• [DATA RECORDS]
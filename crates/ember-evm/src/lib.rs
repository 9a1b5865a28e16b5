//! # ember-evm
//!
//! A stack-based EVM bytecode interpreter.
//!
//! - 256-bit word arithmetic with two's-complement signed operations
//! - Word-granular memory with zero-fill on growth
//! - Address-keyed storage shared by nested frames, rolled back on failure
//! - CALL, DELEGATECALL and STATICCALL on a heap stack of suspended frames
//!
//! Gas is not metered. Execution never returns an error: every frame ends in
//! an [`Outcome`] carrying the stack, logs, return data and a success flag.
//!
//! ```
//! use ember_evm::{Environment, Evm, InMemoryWorld, Word};
//!
//! let world = InMemoryWorld::new();
//! // PUSH1 1, PUSH1 2, ADD, STOP
//! let code = [0x60, 0x01, 0x60, 0x02, 0x01, 0x00];
//! let outcome = Evm::new(&world).execute_isolated(&code, &Environment::default());
//! assert!(outcome.success);
//! assert_eq!(outcome.stack, vec![Word::from(3u64)]);
//! ```

#![warn(missing_docs)]
#![warn(clippy::all)]

mod call;
mod config;
mod context;
mod error;
mod evm;
mod interpreter;
mod memory;
mod opcode;
mod outcome;
mod stack;
mod storage;
pub mod word;
mod world;

pub use call::CallKind;
pub use config::{EvmConfig, DEFAULT_MAX_CALL_DEPTH};
pub use context::{BlockContext, CallContext, Environment, TxContext};
pub use error::{EvmError, EvmResult};
pub use evm::Evm;
pub use interpreter::{Host, Interpreter};
pub use memory::{Memory, DEFAULT_MEMORY_LIMIT};
pub use opcode::{analyze_jump_dests, Opcode, OpcodeInfo};
pub use outcome::{Halt, Log, Outcome};
pub use stack::{Stack, MAX_STACK_SIZE};
pub use storage::{Checkpoint, Storage};
pub use world::{Account, InMemoryWorld, WorldState};

pub use ember_primitives::{Address, Word};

• [TASK PROMPT]
Each line above is to be restated exactly.

• [RESPONSE AREA]
filename crates/ember-evm/src/lib.rs
repository 9a1b5865a28e16b5
//! # ember-evm
//!
//! A stack-based EVM bytecode interpreter.
//!
//! - 256-bit word arithmetic with two's-complement signed operations
//! - Word-granular memory with zero-fill on growth
//! - Address-keyed storage shared by nested frames, rolled back on failure
//! - CALL, DELEGATECALL and STATICCALL on a heap stack of suspended frames
//!
//! Gas is not metered. Execution never returns an error: every frame ends in
//! an [`Outcome`] carrying the stack, logs, return data and a success flag.
//!
//! ```
//! use ember_evm::{Environment, Evm, InMemoryWorld, Word};
//!
//! let world = InMemoryWorld::new();
//! // PUSH1 1, PUSH1 2, ADD, STOP
//! let code = [0x60, 0x01, 0x60, 0x02, 0x01, 0x00];
//! let outcome = Evm::new(&world).execute_isolated(&code, &Environment::default());
//! assert!(outcome.success);
//! assert_eq!(outcome.stack, vec![Word::from(3u64)]);
//! ```

#![warn(missing_docs)]
#![warn(clippy::all)]

mod call;
mod config;
mod context;
mod error;
mod evm;
mod interpreter;
mod memory;
mod opcode;
mod outcome;
mod stack;
mod storage;
pub mod word;
mod world;

pub use call::CallKind;
pub use config::{EvmConfig, DEFAULT_MAX_CALL_DEPTH};
pub use context::{BlockContext, CallContext, Environment, TxContext};
pub use error::{EvmError, EvmResult};
pub use evm::Evm;
pub use interpreter::{Host, Interpreter};
pub use memory::{Memory, DEFAULT_MEMORY_LIMIT};
pub use opcode::{analyze_jump_dests, Opcode, OpcodeInfo};
pub use outcome::{Halt, Log, Outcome};
pub use stack::{Stack, MAX_STACK_SIZE};
pub use storage::{Checkpoint, Storage};
pub use world::{Account, InMemoryWorld, WorldState};

pub use ember_primitives::{Address, Word};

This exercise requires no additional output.